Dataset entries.
◆ ◆ ◆ ◆ ◆

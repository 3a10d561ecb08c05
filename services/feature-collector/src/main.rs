//! Crop-type feature collector.
//!
//! Reads a feature query (YAML) and a directory of product stacks (JSON),
//! assembles the feature cube and prints a JSON summary of its bands.

use anyhow::{Context, Result};
use clap::Parser;
use serde::Serialize;
use std::path::{Path, PathBuf};
use std::sync::Arc;
use tracing::{info, Level};
use tracing_subscriber::FmtSubscriber;

use crop_common::{TimeRange, WindowSpec};
use feature_cube::{CollectorConfig, CubeSummary, FeatureCollector, MemorySource, QueryConfig};

#[derive(Parser, Debug)]
#[command(name = "feature-collector")]
#[command(about = "Assemble a crop-type feature cube from satellite products")]
struct Args {
    /// Query file path
    #[arg(short, long, env = "FEATURE_QUERY")]
    query: PathBuf,

    /// Directory of `<product>.json` stacks
    #[arg(short, long, env = "CATALOG_DIR")]
    catalog: PathBuf,

    /// Write the summary here instead of stdout
    #[arg(short, long)]
    output: Option<PathBuf>,

    /// Comma separated bands that must be present in the cube
    #[arg(long, value_delimiter = ',')]
    require: Vec<String>,

    /// Log level
    #[arg(long, default_value = "info")]
    log_level: String,
}

/// What gets printed: the query's time windows and the cube overview.
#[derive(Debug, Serialize)]
struct Report {
    query: QueryEcho,
    cube: CubeSummary,
}

#[derive(Debug, Serialize)]
struct QueryEcho {
    annual_windows: Vec<String>,
    semiannual_windows: Vec<String>,
    monthly_range: TimeRange,
    fc_windows: Vec<String>,
    fc_reducer: String,
}

fn labels(spec: &WindowSpec) -> Vec<String> {
    spec.labels().map(String::from).collect()
}

impl QueryEcho {
    fn from_query(query: &QueryConfig) -> Self {
        Self {
            annual_windows: labels(&query.annual_geomedian_times),
            semiannual_windows: labels(&query.semiannual_geomedian_times),
            monthly_range: query.monthly_ndvi_time_range,
            fc_windows: labels(&query.ls_fc_cover_times),
            fc_reducer: query.fc_reducer.name().to_string(),
        }
    }
}

#[tokio::main]
async fn main() -> Result<()> {
    let args = Args::parse();

    // Initialize tracing; stdout is reserved for the report
    let level = match args.log_level.to_lowercase().as_str() {
        "trace" => Level::TRACE,
        "debug" => Level::DEBUG,
        "info" => Level::INFO,
        "warn" => Level::WARN,
        "error" => Level::ERROR,
        _ => Level::INFO,
    };

    let subscriber = FmtSubscriber::builder()
        .with_max_level(level)
        .with_target(true)
        .with_thread_ids(true)
        .with_writer(std::io::stderr)
        .json()
        .finish();

    tracing::subscriber::set_global_default(subscriber)?;

    info!("Starting feature collector");

    let report = run(&args).await?;
    let json = serde_json::to_string_pretty(&report)?;

    match &args.output {
        Some(path) => {
            std::fs::write(path, json)
                .with_context(|| format!("writing report to {}", path.display()))?;
            info!(path = %path.display(), "Wrote report");
        }
        None => println!("{}", json),
    }

    Ok(())
}

async fn run(args: &Args) -> Result<Report> {
    let query = load_query(&args.query)?;
    let config = CollectorConfig::from_env();
    info!(
        annual = query.annual_geomedian_times.len(),
        semiannual = query.semiannual_geomedian_times.len(),
        fc = query.ls_fc_cover_times.len(),
        tolerance_secs = config.mask_match_tolerance_secs,
        "Loaded configuration"
    );

    let source = MemorySource::from_dir(&args.catalog)
        .with_context(|| format!("reading catalogue {}", args.catalog.display()))?;
    info!(products = ?source.products(), "Catalogue ready");

    let collector = FeatureCollector::from_query(&query, &config)?;
    let cube = collector.collect(Arc::new(source)).await?;

    if !args.require.is_empty() {
        cube.require_bands(&args.require)?;
    }

    Ok(Report {
        query: QueryEcho::from_query(&query),
        cube: cube.summary(),
    })
}

fn load_query(path: &Path) -> Result<QueryConfig> {
    QueryConfig::from_yaml_file(path).with_context(|| format!("loading query {}", path.display()))
}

◆ ◆ ◆ ◆ ◆

Your instructions.
Your answer must be the number of lines above that contain the word "FmtSubscriber", stated alone.

Response box.
2